President Obama should be glad he’s not the top guy Down Under, where the press has few qualms about throwing hard rhetorical punches.
Take, for example, this rapid-fire flurry aimed recently at Australian Prime Minister Tony Abbott by Australian Broadcasting Corporation anchor Leigh Sales:
“Prime Minister, you’ve been a student of politics all your life. Political history would suggest you cannot recover from such a significant vote of no confidence from your own side. Your disapproval rating in the news poll that was out today was 68 percent — clearly the public is not buying what you’re saying.”
Later in the same sit-down interview Sunday, Sales asked Abbott: “Why have you given Australia a government with the training wheels on? We’ve had the Tony Abbott in opposition: the guy who promised no more chaos; the adults back in charge; no excuses; no broken promises. Then there’s the Tony Abbott that we’ve had so far in government, with the surprise policies, and the broken promises, and the Captain’s Picks. Now you’re offering us a third Tony Abbott, one who’s going to change. Who are you?”
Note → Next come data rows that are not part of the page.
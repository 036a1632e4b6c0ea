//! Registry document loading.
//!
//! The registry source is either an `http(s)` URL or a local file path;
//! both yield the same JSON document. Fetching blocks the caller; there
//! is no timeout or retry policy at this layer.

use std::str::FromStr;

use lab_registry::Registry;

use crate::error::{CliError, Result};

/// Load and decode the registry document from `source`.
pub fn load_registry(source: &str) -> Result<Registry> {
    tracing::debug!(source, "loading app registry");
    let document = if source.starts_with("http://") || source.starts_with("https://") {
        fetch_http(source)?
    } else {
        std::fs::read_to_string(source).map_err(|e| fetch_error(source, e))?
    };
    Registry::from_str(&document).map_err(|e| fetch_error(source, e))
}

fn fetch_http(url: &str) -> Result<String> {
    let response = reqwest::blocking::get(url).map_err(|e| fetch_error(url, e))?;
    let response = response.error_for_status().map_err(|e| fetch_error(url, e))?;
    response.text().map_err(|e| fetch_error(url, e))
}

fn fetch_error(url: &str, err: impl std::fmt::Display) -> CliError {
    CliError::RegistryFetch {
        url: url.to_string(),
        message: err.to_string(),
    }
}

#[cfg(test)]
mod tests {
    use super::*;

    #[test]
    fn loads_registry_from_file_path() {
        let dir = tempfile::TempDir::new().unwrap();
        let path = dir.path().join("apps_meta.json");
        std::fs::write(
            &path,
            r#"{"apps": {"quantum-viewer": {"git_url": "https://x/y.git", "releases": {}}}}"#,
        )
        .unwrap();

        let registry = load_registry(path.to_str().unwrap()).unwrap();
        assert!(registry.contains("quantum-viewer"));
    }

    #[test]
    fn missing_file_reports_source() {
        let err = load_registry("/nonexistent/apps_meta.json").unwrap_err();
        assert!(matches!(err, CliError::RegistryFetch { ref url, .. } if url.contains("apps_meta")));
    }

    #[test]
    fn malformed_document_reports_source() {
        let dir = tempfile::TempDir::new().unwrap();
        let path = dir.path().join("apps_meta.json");
        std::fs::write(&path, "not json").unwrap();

        let err = load_registry(path.to_str().unwrap()).unwrap_err();
        assert!(matches!(err, CliError::RegistryFetch { .. }));
    }
}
After the conservative Australian prime minster offered a predictably political and noncommittal answer, Sales kept at it, asking him: “It is interesting that you’re not able to answer the question to me. Who are you? What do you stand for? Which Tony Abbott are you?”
Sales’ rough treatment of Australia’s most visible public figure was not unusual, as seen by anchor Karl Stefanovic of Australia’s Today show and multiple talk show grillings in recent months.
In contrast, a “lavish” Obama interview released this week by Vox left Politico’s Jack Shafer joking that he had “seen subtler Scientology recruitment films.”
Shafer’s comment came in an article titled “All the President’s Explainers.”
“Again and again, they serve him softball — no, make that Nerf ball — questions and then insert infographics and footnotes that help advance White House positions. Vox has lavished such spectacular production values on the video version of the Obama interview — swirling graphics and illustrations, background music (background music!?), aggressive editing, multiple camera angles — that the clips end up looking and sounding like extended commercials for the Obama-in-2016 campaign,” he wrote.
To be fair to Vox, Shafer said, that site was not alone in giving the president the kid-glove treatment. It’s the nature of such interviews.
“Presidents, after all, are playing on their home courts, where they set the rules and control the shot clock. A president is too well-briefed by his staff to be caught off guard by ingenious questions. No president will allow news to be made in an interview unless he wants to make news,” he said.